What to do: From the entries below, copy out every line with "target" in it.

Data to examine:
· · · ·

impl Connection {
    #[must_use]
    pub fn new(target: TransportTarget, settings: SessionSettings) -> Self {
        Self::with_endpoint(Endpoint::Target(target), settings)
    }

    /// Use an already opened transport instead of connecting.
    #[must_use]
    pub fn from_transport(transport: Transport, settings: SessionSettings) -> Self {
        Self::with_endpoint(Endpoint::Transport(transport), settings)
    }

    fn with_endpoint(endpoint: Endpoint, settings: SessionSettings) -> Self {
        let (events, _) = broadcast::channel(EVENT_CHANNEL_CAPACITY);
        Self {
            endpoint: Some(endpoint),
            settings,
            lifecycle: Lifecycle::new(),
            diagnostics: DiagnosticsStore::new(),
            events,
            runtime: None,
            versions: Mutex::new(HashMap::new()),
            capabilities: None,
        }
    }

    #[must_use]
    pub fn state(&self) -> LifecycleState {
        self.lifecycle.state()
    }

    #[must_use]
    pub fn settings(&self) -> &SessionSettings {
        &self.settings
    }

    /// The `capabilities` object from the `initialize` reply, once `Ready`.
    #[must_use]
    pub fn capabilities(&self) -> Option<&Value> {
        self.capabilities.as_ref()
    }

    /// Receive server events from now on.
    pub fn subscribe(&self) -> broadcast::Receiver<ServerEvent> {
        self.events.subscribe()
    }

    /// Connect and run the `initialize` / `initialized` handshake.
    ///
    /// Returns the `result` of the `initialize` reply. Any failure leaves the
    /// connection `Closed`; it never becomes `Ready`.
    pub async fn initialize(&mut self, workspace: &WorkspaceInfo) -> Result<Value, ClientError> {
        self.lifecycle.advance(LifecycleState::Connecting)?;

        let transport = match self.endpoint.take() {
            Some(Endpoint::Target(target)) => match transport::connect(&target).await {
                Ok(transport) => transport,
                Err(e) => {
                    self.lifecycle.advance(LifecycleState::Closed)?;
                    return Err(e.into());
                }
            },
            Some(Endpoint::Transport(transport)) => transport,
            None => {
                self.lifecycle.advance(LifecycleState::Closed)?;
                return Err(ClientError::ConnectionClosed);
            }
        };
        self.lifecycle.advance(LifecycleState::Initializing)?;

        let (reader, writer, handle) = transport.into_parts();
        let (outbox, writer) = spawn_writer(writer);
        let pending = Arc::new(PendingRequests::new());
        let session = RpcSession::new(
            outbox.clone(),
            pending.clone(),
            self.settings.request_timeout(),
        );
        let dispatcher = Dispatcher::new(
            pending,
            self.diagnostics.clone(),
            self.events.clone(),
            outbox.clone(),
        );
        let mut reader = FrameReader::new(reader);

        let outcome = self
            .handshake(&session, &mut reader, &dispatcher, workspace)
            .await;
        let result = match outcome {
            Ok(result) => result,
            Err(e) => {
                tracing::warn!("Handshake failed: {e}");
                let grace = self.settings.shutdown_timeout();
                outbox.close();
                drop((session, dispatcher, outbox));
                join_within("writer", writer, grace).await;
                handle.close(grace).await;
                self.lifecycle.advance(LifecycleState::Closed)?;
                return Err(e);
            }
        };

        let (cancel, cancel_rx) = watch::channel(false);
        let listener = listener::spawn(reader, dispatcher, cancel_rx.clone());
        let heartbeat = self
            .settings
            .heartbeat_interval()
            .map(|interval| listener::spawn_heartbeat(outbox, interval, cancel_rx));

        self.capabilities = result.get("capabilities").cloned();
        self.runtime = Some(Running {
            session,
            cancel,
            listener,
            writer,
            heartbeat,
            handle,
        });
        self.lifecycle.advance(LifecycleState::Ready)?;
        tracing::info!(root = %workspace.root_uri, "Connection ready");
        Ok(result)
    }

    async fn handshake(
        &self,
        session: &RpcSession,
        reader: &mut FrameReader<BoxedReader>,
        dispatcher: &Dispatcher,
        workspace: &WorkspaceInfo,
    ) -> Result<Value, ClientError> {
        let params = protocol::initialize_params(workspace);
        let in_flight = session
            .start_request(methods::INITIALIZE, Some(params))
            .await?;

        let response = match self.settings.request_timeout() {
            Some(after) => {
                tokio::time::timeout(after, pump_until_reply(reader, dispatcher, in_flight.rx))
                    .await
                    .map_err(|_| ClientError::Timeout {
                        method: methods::INITIALIZE.to_string(),
                        after,
                    })??
            }
            None => pump_until_reply(reader, dispatcher, in_flight.rx).await?,
        };

        let result = response
            .into_result()
            .map_err(ClientError::InitializeRejected)?;
        session
            .send_notification(methods::INITIALIZED, Some(serde_json::json!({})))
            .await?;
        Ok(result)
    }

    fn session(&self) -> Result<&RpcSession, ClientError> {
        match self.lifecycle.state() {
            LifecycleState::Ready => self
                .runtime
                .as_ref()
                .map(|running| &running.session)
                .ok_or(ClientError::ConnectionClosed),
            LifecycleState::ShuttingDown | LifecycleState::Closed => {
                Err(ClientError::ConnectionClosed)
            }
            state => Err(ClientError::NotReady(state)),
        }
    }

    /// Send a request and wait for the server's reply.
    ///
    /// A reply carrying `error` is returned as-is; check
    /// [`Response::is_error`]. The configured request timeout applies.
    pub async fn send_request(
        &self,
        method: &str,
        params: Option<Value>,
    ) -> Result<Response, ClientError> {
        self.session()?.send_request(method, params).await
    }

    /// Like [`send_request`](Self::send_request) with an explicit deadline.
    pub async fn send_request_timeout(
        &self,
        method: &str,
        params: Option<Value>,
        after: Duration,
    ) -> Result<Response, ClientError> {
        self.session()?
            .send_request_with(method, params, Some(after))
            .await
    }

    pub async fn send_notification(
        &self,
        method: &str,
        params: Option<Value>,
    ) -> Result<(), ClientError> {
        self.session()?.send_notification(method, params).await
    }

    /// Leave the session: `shutdown` + `exit`, then stop tasks and close.
    ///
    /// A no-op when never initialized or already closed.
    pub async fn shutdown(&mut self) {
        match self.lifecycle.state() {
            LifecycleState::Uninitialized | LifecycleState::Closed => return,
            _ => {}
        }
        if let Err(e) = self.lifecycle.advance(LifecycleState::ShuttingDown) {
            tracing::debug!("{e}");
        }

        if let Some(running) = self.runtime.take() {
            running.stop(self.settings.shutdown_timeout()).await;
        }

        if let Err(e) = self.lifecycle.advance(LifecycleState::Closed) {
            tracing::debug!("{e}");
        }
        tracing::info!("Connection closed");
    }

    /// The last diagnostics published for `uri`, or empty.
    #[must_use]
    pub fn diagnostics(&self, uri: &str) -> Vec<Diagnostic> {
        self.diagnostics.get(uri)
    }

    #[must_use]
    pub fn diagnostics_snapshot(&self) -> DiagnosticsSnapshot {
        self.diagnostics.snapshot()
    }

    /// Send `textDocument/didOpen` with version 1. Returns the URI used.
    pub async fn open_document(
        &self,
        uri: &str,
        text: &str,
        language_id: &str,
    ) -> Result<String, ClientError> {
        let uri = normalize_document_uri(uri);
        let params = protocol::did_open_params(&uri, language_id, 1, text);
        self.send_notification(methods::DID_OPEN, Some(params))
            .await?;
        self.record_version(&uri, 1);
        Ok(uri)
    }

    /// Send the full new content of `uri` as `textDocument/didChange`.
    pub async fn did_change(&self, uri: &str, text: &str, version: i32) -> Result<(), ClientError> {
        let uri = normalize_document_uri(uri);
        let params = protocol::did_change_params(&uri, version, text);
        self.send_notification(methods::DID_CHANGE, Some(params))
            .await?;
        self.record_version(&uri, version);
        Ok(())
    }

    /// Open `uri` the first time, send a change with the next version after.
    ///
    /// Returns the version sent.
    pub async fn sync_document(
        &self,
        uri: &str,
        language_id: &str,
        text: &str,
    ) -> Result<i32, ClientError> {
        let normalized = normalize_document_uri(uri);
        let last = self
            .versions
            .lock()
            .unwrap_or_else(PoisonError::into_inner)
            .get(&normalized)
            .copied();
        match last {
            Some(version) => {
                let next = version.saturating_add(1);
                self.did_change(&normalized, text, next).await?;
                Ok(next)
            }
            None => {
                self.open_document(&normalized, text, language_id).await?;
                Ok(1)
            }
        }
    }

    fn record_version(&self, uri: &str, version: i32) {
        self.versions
            .lock()
            .unwrap_or_else(PoisonError::into_inner)
            .insert(uri.to_string(), version);
    }

    pub async fn did_save(&self, uri: &str) -> Result<(), ClientError> {
        let uri = normalize_document_uri(uri);
        self.send_notification(methods::DID_SAVE, Some(protocol::did_save_params(&uri)))
            .await
    }

    pub async fn completion(
        &self,
        uri: &str,
        line: u32,
        character: u32,
    ) -> Result<Response, ClientError> {
        let uri = normalize_document_uri(uri);
        let params = protocol::text_document_position_params(&uri, line, character);
        self.send_request(methods::COMPLETION, Some(params)).await
    }

    pub async fn definition(
        &self,
        uri: &str,
        line: u32,
        character: u32,
    ) -> Result<Response, ClientError> {
        let uri = normalize_document_uri(uri);
        let params = protocol::text_document_position_params(&uri, line, character);
        self.send_request(methods::DEFINITION, Some(params)).await
    }

    pub async fn did_change_configuration(&self, settings: Value) -> Result<(), ClientError> {
        let params = protocol::did_change_configuration_params(settings);
        self.send_notification(methods::DID_CHANGE_CONFIGURATION, Some(params))
            .await
    }

    pub async fn execute_command(
        &self,
        command: &str,
        arguments: Vec<Value>,
    ) -> Result<Response, ClientError> {
        let params = protocol::execute_command_params(command, arguments);
        self.send_request(methods::EXECUTE_COMMAND, Some(params))
            .await
    }

    /// The analyzer's display name, if the server reports one.
    pub async fn source_name(&self) -> Result<Option<String>, ClientError> {
        let response = self.execute_command(GET_SOURCE_NAME, Vec::new()).await?;
        Ok(response
            .into_result()
            .ok()
            .and_then(|result| result.as_str().map(String::from)))
    }
}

· · · ·

Answer box:
    pub fn new(target: TransportTarget, settings: SessionSettings) -> Self {
        Self::with_endpoint(Endpoint::Target(target), settings)
            Some(Endpoint::Target(target)) => match transport::connect(&target).await {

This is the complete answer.